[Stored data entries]
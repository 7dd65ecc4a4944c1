//! Injected access policy and admin-URL resolution.
//!
//! No permission logic of its own lives in this crate: menu selection and
//! the `can_edit` filter forward to an [`AccessPolicy`] supplied at engine
//! construction, and editable-region markup asks an [`AdminUrls`] resolver
//! for the edit URL of an entity.

use uuid::Uuid;

use crate::models::{Page, User};

/// A persisted entity that front-end editing tooling may target.
#[derive(Debug, Clone, Copy, PartialEq, Eq)]
pub enum EditTarget {
    Page(Uuid),
    ContentItem(Uuid),
}

/// Answers visibility and edit questions for a user.
pub trait AccessPolicy: Send + Sync {
    /// May `user` see `page` in a menu?
    fn can_view(&self, user: &User, page: &Page) -> bool;

    /// May `user` edit `target`?
    fn can_edit(&self, user: &User, target: EditTarget) -> bool;
}

/// Default policy: public pages are visible to everyone, non-public pages
/// only to authenticated users; editing requires an admin.
#[derive(Debug, Clone, Copy, Default)]
pub struct DefaultPolicy;

impl AccessPolicy for DefaultPolicy {
    fn can_view(&self, user: &User, page: &Page) -> bool {
        page.public || !user.is_anonymous()
    }

    fn can_edit(&self, user: &User, _target: EditTarget) -> bool {
        user.is_admin
    }
}

/// Resolves the admin edit URL for an entity.
pub trait AdminUrls: Send + Sync {
    fn edit_url(&self, target: EditTarget) -> String;
}

/// Default URL scheme under a configurable base path.
#[derive(Debug, Clone)]
pub struct DefaultAdminUrls {
    base: String,
}

impl DefaultAdminUrls {
    /// Build a resolver rooted at `base` (e.g. "/admin"). A trailing
    /// slash on `base` is tolerated.
    pub fn new(base: &str) -> Self {
        Self {
            base: base.trim_end_matches('/').to_string(),
        }
    }
}

impl AdminUrls for DefaultAdminUrls {
    fn edit_url(&self, target: EditTarget) -> String {
        match target {
            EditTarget::Page(id) => format!("{}/pages/{}/edit", self.base, id),
            EditTarget::ContentItem(id) => format!("{}/content/{}/edit", self.base, id),
        }
    }
}
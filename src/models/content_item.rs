//! Content item models: reusable fragments and their page bindings.

use serde::{Deserialize, Serialize};
use uuid::Uuid;

/// A named, reusable content fragment.
#[derive(Debug, Clone, PartialEq, Eq, Serialize, Deserialize)]
pub struct ContentItem {
    /// Unique identifier (UUIDv7).
    pub id: Uuid,

    /// Unique lookup name (e.g. "footer").
    pub name: String,

    /// Stored HTML body. Sanitization happens upstream, before storage.
    pub html: String,

    /// Unix timestamp when created.
    pub created: i64,

    /// Unix timestamp when last changed.
    pub changed: i64,
}

impl ContentItem {
    /// Build an empty item with the given name, as created on a lookup
    /// miss when auto-creation is enabled.
    pub fn empty(name: &str) -> Self {
        let now = chrono::Utc::now().timestamp();
        Self {
            id: Uuid::now_v7(),
            name: name.to_string(),
            html: String::new(),
            created: now,
            changed: now,
        }
    }
}

/// Binds a [`ContentItem`] into a named block on one page.
///
/// Several bindings may share a block name on the same page; render order
/// within the block is `sort` ascending.
#[derive(Debug, Clone, PartialEq, Eq, Serialize, Deserialize)]
pub struct PageContentItem {
    /// Unique identifier (UUIDv7).
    pub id: Uuid,

    /// Page this binding belongs to.
    pub page_id: Uuid,

    /// Bound content item.
    pub content_item_id: Uuid,

    /// Block name within the page template (e.g. "main", "sidebar").
    pub block_name: String,

    /// Sort order within the block (lower = earlier).
    pub sort: i32,

    /// Unix timestamp when created.
    pub created: i64,
}

impl PageContentItem {
    /// Build a binding record.
    pub fn new(page_id: Uuid, content_item_id: Uuid, block_name: &str, sort: i32) -> Self {
        Self {
            id: Uuid::now_v7(),
            page_id,
            content_item_id,
            block_name: block_name.to_string(),
            sort,
            created: chrono::Utc::now().timestamp(),
        }
    }
}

TASK ITEM:
Work through the entries, filtering for the string "Send", and copy each line that holds it.

OUTPUT OF THE EXERCISE:
pub trait AccessPolicy: Send + Sync {
pub trait AdminUrls: Send + Sync {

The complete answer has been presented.